— Saved entries —
_ _ _ _ _ _ _
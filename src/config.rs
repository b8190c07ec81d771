use std::path::PathBuf;

use log::LevelFilter;

use crate::error::ConfigError;
use crate::matcher;

/// Configuration for the USB printer watcher loaded from environment variables.
///
/// This struct defines all the configurable parameters for the watcher,
/// including the TrueNAS API endpoint, restart targets, event matching and
/// logging sinks. All values are loaded from environment variables to support
/// containerized deployments, and every variable has a default so the watcher
/// starts with an empty environment (in that case only the Docker fallback is
/// used for restarts).
#[derive(Debug, Clone)]
pub struct Config {
    /// Base URL of the TrueNAS SCALE API (e.g. "https://truenas.local").
    ///
    /// Trailing slashes are stripped. When empty, the TrueNAS tier of the
    /// restart procedure is disabled and only the Docker fallback runs.
    /// Environment variable: `BASE_URL`
    pub base_url: String,

    /// TrueNAS API key used as a bearer token.
    ///
    /// When empty, the TrueNAS tier of the restart procedure is disabled.
    /// Environment variable: `API_KEY`
    pub api_key: String,

    /// Name of the TrueNAS app (chart release) hosting the print spooler.
    ///
    /// Set to an empty string to skip the TrueNAS tier even when the API is
    /// configured.
    /// Environment variable: `APP_NAME` (default: "p910nd")
    pub app_name: String,

    /// Name pattern of the Docker container hosting the print spooler.
    ///
    /// An exact container name wins; otherwise a unique substring match is
    /// accepted.
    /// Environment variable: `DOCKER_CONTAINER` (default: "p910nd")
    pub docker_container: String,

    /// Tokens that identify a USB printer attach event in the kernel log.
    ///
    /// A log line matches when it contains any token as a case-sensitive
    /// substring. Parsed from a comma-separated list.
    /// Environment variable: `USB_EVENT_MATCH_ANY_OF`
    /// (default: "usblp,USB Bidirectional printer")
    pub match_tokens: Vec<String>,

    /// Whether to verify the TrueNAS TLS certificate.
    ///
    /// TrueNAS boxes commonly serve self-signed certificates, hence the
    /// default of "false".
    /// Environment variable: `SSL_VERIFY` (default: "false")
    pub ssl_verify: bool,

    /// Cooldown window between accepted printer events, in seconds.
    ///
    /// Matches arriving within the window are ignored so one attach burst
    /// causes one restart. Fractional values are allowed.
    /// Environment variable: `COOLDOWN_SECONDS` (default: "10")
    pub cooldown_seconds: f64,

    /// Log verbosity: one of "off", "error", "warn", "info", "debug", "trace".
    /// Environment variable: `LOG_LEVEL` (default: "info")
    pub log_level: LevelFilter,

    /// Whether to append log lines to a file in addition to stdout.
    /// Environment variable: `LOG_TO_FILE` (default: "false")
    pub log_to_file: bool,

    /// Path of the log file used when file logging is enabled.
    ///
    /// Missing parent directories are created on startup.
    /// Environment variable: `LOG_FILE_PATH`
    /// (default: "/var/log/usb-printer-watcher.log")
    pub log_file_path: PathBuf,

    /// Whether to forward log lines to syslog in addition to stdout.
    /// Environment variable: `LOG_TO_SYSLOG` (default: "false")
    pub log_to_syslog: bool,

    /// Syslog destination used when syslog logging is enabled.
    ///
    /// A value starting with '/' is treated as a unix socket path, anything
    /// else as a "host:port" UDP address.
    /// Environment variable: `SYSLOG_ADDRESS` (default: "/dev/log")
    pub syslog_address: String,
}

impl Config {
    /// Load configuration from environment variables.
    ///
    /// # Errors
    ///
    /// Returns an error if a set environment variable cannot be parsed:
    /// - `SSL_VERIFY`, `LOG_TO_FILE`, `LOG_TO_SYSLOG`: must be "true" or
    ///   "false" (any casing)
    /// - `COOLDOWN_SECONDS`: must be a finite, non-negative number
    /// - `LOG_LEVEL`: must be a level name known to the `log` crate
    ///
    /// # Examples
    ///
    /// ```rust
    /// use usb_printer_watcher::config::Config;
    ///
    /// let config = Config::load().expect("Failed to load configuration");
    /// assert!(!config.docker_container.is_empty());
    /// ```
    pub fn load() -> Result<Self, ConfigError> {
        let base_url = std::env::var("BASE_URL")
            .unwrap_or_default()
            .trim_end_matches('/')
            .to_string();

        let api_key = std::env::var("API_KEY").unwrap_or_default();

        let app_name = std::env::var("APP_NAME").unwrap_or_else(|_| "p910nd".to_string());

        let docker_container =
            std::env::var("DOCKER_CONTAINER").unwrap_or_else(|_| "p910nd".to_string());

        let match_tokens = matcher::parse_match_tokens(
            &std::env::var("USB_EVENT_MATCH_ANY_OF")
                .unwrap_or_else(|_| constants::DEFAULT_MATCH_TOKENS.to_string()),
        );

        let ssl_verify = parse_bool(
            "SSL_VERIFY",
            &std::env::var("SSL_VERIFY").unwrap_or_else(|_| "false".to_string()),
        )?;

        let cooldown_raw = std::env::var("COOLDOWN_SECONDS").unwrap_or_else(|_| "10".to_string());
        let cooldown_seconds =
            cooldown_raw
                .trim()
                .parse::<f64>()
                .map_err(|e| ConfigError::InvalidValue {
                    field: "COOLDOWN_SECONDS".to_string(),
                    value: cooldown_raw.clone(),
                    reason: e.to_string(),
                })?;
        if !cooldown_seconds.is_finite() || cooldown_seconds < 0.0 {
            return Err(ConfigError::InvalidValue {
                field: "COOLDOWN_SECONDS".to_string(),
                value: cooldown_raw,
                reason: "must be a finite, non-negative number".to_string(),
            });
        }

        let log_level_raw = std::env::var("LOG_LEVEL").unwrap_or_else(|_| "info".to_string());
        let log_level =
            log_level_raw
                .trim()
                .parse::<LevelFilter>()
                .map_err(|e| ConfigError::InvalidValue {
                    field: "LOG_LEVEL".to_string(),
                    value: log_level_raw.clone(),
                    reason: e.to_string(),
                })?;

        let log_to_file = parse_bool(
            "LOG_TO_FILE",
            &std::env::var("LOG_TO_FILE").unwrap_or_else(|_| "false".to_string()),
        )?;

        let log_file_path = PathBuf::from(
            std::env::var("LOG_FILE_PATH")
                .unwrap_or_else(|_| "/var/log/usb-printer-watcher.log".to_string()),
        );

        let log_to_syslog = parse_bool(
            "LOG_TO_SYSLOG",
            &std::env::var("LOG_TO_SYSLOG").unwrap_or_else(|_| "false".to_string()),
        )?;

        let syslog_address =
            std::env::var("SYSLOG_ADDRESS").unwrap_or_else(|_| "/dev/log".to_string());

        Ok(Config {
            base_url,
            api_key,
            app_name,
            docker_container,
            match_tokens,
            ssl_verify,
            cooldown_seconds,
            log_level,
            log_to_file,
            log_file_path,
            log_to_syslog,
            syslog_address,
        })
    }
}

/// Parse a boolean environment variable, accepting "true" and "false" in any
/// casing.
fn parse_bool(field: &str, raw: &str) -> Result<bool, ConfigError> {
    raw.trim()
        .to_lowercase()
        .parse::<bool>()
        .map_err(|_| ConfigError::InvalidValue {
            field: field.to_string(),
            value: raw.to_string(),
            reason: "must be 'true' or 'false'".to_string(),
        })
}

/// Application constants used throughout the system.
pub mod constants {
    /// Command used to follow the kernel ring buffer.
    pub const DMESG_PROGRAM: &str = "dmesg";

    /// Arguments for the kernel log follower: stream new messages and keep
    /// the human-readable format the match tokens are written against.
    pub const DMESG_ARGS: [&str; 2] = ["--follow", "--human"];

    /// Default token list for USB printer attach detection.
    pub const DEFAULT_MATCH_TOKENS: &str = "usblp,USB Bidirectional printer";

    /// Timeout for the TrueNAS app list request in seconds.
    pub const EXISTS_TIMEOUT_SECONDS: u64 = 10;

    /// Timeout for the TrueNAS app restart request in seconds.
    pub const RESTART_TIMEOUT_SECONDS: u64 = 30;

    /// How long to wait for the log subprocess to exit after a termination
    /// request before killing it, in seconds.
    pub const CHILD_GRACE_SECONDS: u64 = 5;

    /// Process name reported to syslog.
    pub const SYSLOG_PROCESS_NAME: &str = "usb-printer-watcher";
}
_ _ _ _ _ _ _
— What is expected —
Beginning at the first line of the data above, retype each line until you reach the line containing "This struct defines", and include that one too. Add nothing else.

— Solution —
filename src/config.rs
repository b8190c07ec81d771
use std::path::PathBuf;

use log::LevelFilter;

use crate::error::ConfigError;
use crate::matcher;

/// Configuration for the USB printer watcher loaded from environment variables.
///
/// This struct defines all the configurable parameters for the watcher,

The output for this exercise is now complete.